Pure Past Action Masking for Safe Multi Agent Reinforcement Learning
Summary
Reinforcement Learning is a machine learning paradigm for solving sequential decision-making problems in non-deterministic environments. However, vanilla RLalgorithms, which rely on trial-and-error learning, exhibit unsafe behaviour, as each action may be repeatedly executed during the exploration phase before the agent learns to avoid it. In Multi-Agent Reinforcement Learning, ensuring safety is further complicated, requiring coordination among multiple agents. In this thesis, we study how temporal logics, such as LTL, can be used to design safer algorithms and how it is possible to extend safe algorithms to the multi-agent setting.

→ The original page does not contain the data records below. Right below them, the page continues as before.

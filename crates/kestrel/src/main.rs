//! Kestrel - LLM agent runtime server.
//!
//! Wires the model gateway, thread store, sandbox manager, and tool registry
//! into the HTTP server.

use std::net::SocketAddr;
use std::path::PathBuf;
use std::sync::Arc;
use std::time::Duration;

use anyhow::{Context, Result};
use clap::{Parser, Subcommand};
use serde::Deserialize;

use kestrel_llm::{GatewayProvider, SummarizationCompaction};
use kestrel_mcp::McpServerConfig;
use kestrel_sandbox::{
    DaytonaProvider, RemoteSandbox, SandboxManager, SharedHandle, WarmPool,
    manager::DEFAULT_ENV_ID,
};
use kestrel_server::{AppState, Server, ServerConfig};
use kestrel_store::{LocalStore, SharedStore, SupabaseStore};
use kestrel_tools::ToolRegistry;
use kestrel_types::ToolDefinition;

// ─────────────────────────────────────────────────────────────────────────────
// CLI
// ─────────────────────────────────────────────────────────────────────────────

/// Kestrel - LLM agent runtime server
#[derive(Parser)]
#[command(name = "kestrel")]
#[command(author, version, about, long_about = None)]
#[command(propagate_version = true)]
struct Cli {
    /// Enable verbose output
    #[arg(short, long, global = true)]
    verbose: bool,

    #[command(subcommand)]
    command: Commands,
}

#[derive(Subcommand)]
enum Commands {
    /// Start the HTTP server
    Serve(ServeArgs),
}

#[derive(clap::Args)]
struct ServeArgs {
    /// Address to bind
    #[arg(long, env = "KESTREL_BIND", default_value = "0.0.0.0:8000")]
    bind: SocketAddr,

    /// Default model
    #[arg(long, env = "DEFAULT_MODEL", default_value = "gpt-4o")]
    model: String,

    /// Sandbox environment snapshot id
    #[arg(long, env = "SANDBOX_ENV_ID", default_value = DEFAULT_ENV_ID)]
    environment_id: String,

    /// JSON file with MCP server configs
    #[arg(long)]
    mcp_config: Option<PathBuf>,

    /// JSON file with sandbox tool definitions
    #[arg(long)]
    sandbox_tools: Option<PathBuf>,
}

/// One sandbox tool definition as configured on disk.
#[derive(Debug, Deserialize)]
struct SandboxToolSpec {
    name: String,
    description: String,
    parameters: serde_json::Value,
    #[serde(default)]
    health_timeout_secs: Option<u64>,
}

// ─────────────────────────────────────────────────────────────────────────────
// Entry point
// ─────────────────────────────────────────────────────────────────────────────

#[tokio::main]
async fn main() -> Result<()> {
    let cli = Cli::parse();

    let filter = if cli.verbose { "debug" } else { "info" };
    tracing_subscriber::fmt()
        .with_env_filter(
            tracing_subscriber::EnvFilter::try_from_default_env()
                .unwrap_or_else(|_| tracing_subscriber::EnvFilter::new(filter)),
        )
        .init();

    match cli.command {
        Commands::Serve(args) => serve(args).await,
    }
}

async fn serve(args: ServeArgs) -> Result<()> {
    let provider = Arc::new(
        GatewayProvider::from_env().context("model gateway configuration")?,
    );

    let store: SharedStore = if std::env::var("SUPABASE_URL").is_ok() {
        tracing::info!("using Supabase thread store");
        Arc::new(SupabaseStore::from_env().context("supabase configuration")?)
    } else {
        tracing::info!("using local SQLite thread store");
        Arc::new(LocalStore::open_from_env().context("local store")?)
    };

    let mut tools = ToolRegistry::new();
    if let Some(path) = &args.mcp_config {
        let raw = std::fs::read_to_string(path)
            .with_context(|| format!("reading {}", path.display()))?;
        let configs: Vec<McpServerConfig> =
            serde_json::from_str(&raw).context("parsing MCP config")?;
        tools.connect_mcp_servers(configs).await;
    }

    let sandbox_tool_defs = match &args.sandbox_tools {
        Some(path) => load_sandbox_tools(path)?,
        None => Vec::new(),
    };

    // Local development: one directly-addressed sandbox serves every thread.
    if let Ok(url) = std::env::var("LOCAL_SANDBOX_URL") {
        let handle: SharedHandle = Arc::new(RemoteSandbox::direct(&url));
        tracing::info!(url = %url, tools = sandbox_tool_defs.len(), "using local sandbox");
        for (definition, health_timeout) in &sandbox_tool_defs {
            if let Err(e) =
                tools.register_sandbox(definition.clone(), handle.clone(), *health_timeout)
            {
                tracing::warn!(tool = %definition.name, error = %e, "failed to register sandbox tool");
            }
        }
    }

    let compaction = Arc::new(SummarizationCompaction::new(provider.clone()));

    let config = ServerConfig::default()
        .with_bind_address(args.bind)
        .with_default_model(&args.model);
    let mut state = AppState::new(
        provider,
        store.clone(),
        tools,
        Some(compaction),
        config,
    )
    .map_err(|e| anyhow::anyhow!("{e}"))?;

    // Per-thread cloud sandboxes need the control-plane key; without it the
    // server runs local, MCP, and directly-addressed sandbox tools only.
    if std::env::var("DAYTONA_API_KEY").is_ok() {
        let sandbox_provider =
            Arc::new(DaytonaProvider::from_env().map_err(|e| anyhow::anyhow!("{e}"))?);
        let warm = WarmPool::from_env();
        let manager = Arc::new(SandboxManager::new(
            store,
            sandbox_provider,
            &args.environment_id,
            Some(warm),
        ));

        tracing::info!(
            environment_id = %args.environment_id,
            sandbox_tools = sandbox_tool_defs.len(),
            "sandbox manager enabled"
        );
        state = state.with_sandbox(manager, sandbox_tool_defs);
    } else {
        tracing::info!("DAYTONA_API_KEY not set, per-thread sandboxes disabled");
    }

    let bind = args.bind;
    Server::new(state)
        .run(bind)
        .await
        .map_err(|e| anyhow::anyhow!("{e}"))
}

fn load_sandbox_tools(path: &PathBuf) -> Result<Vec<(ToolDefinition, Duration)>> {
    let raw = std::fs::read_to_string(path)
        .with_context(|| format!("reading {}", path.display()))?;
    let specs: Vec<SandboxToolSpec> =
        serde_json::from_str(&raw).context("parsing sandbox tools")?;

    Ok(specs
        .into_iter()
        .map(|spec| {
            let timeout = Duration::from_secs(spec.health_timeout_secs.unwrap_or(300));
            (
                ToolDefinition::new(spec.name, spec.description, spec.parameters),
                timeout,
            )
        })
        .collect())
}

This thesis introduces Multi-Agent Pure Past Action Masking, a novel approach for provably safe MARL that leverages Pure Past Linear Temporal Logic to specify and enforce non-Markovian safety constraints. Our contribution is twofold: first, we synthesise a centralised mask, using PPLTL formulas to define safe joint actions; second, we propose a decomposition algorithm that enables decentralised, communication-free execution by individual agents. Finally, we formally prove that the individual masks generated by the decomposition algorithm maintain the safety guarantees of the centralised mask, and we further validate our results with an experimental evaluation.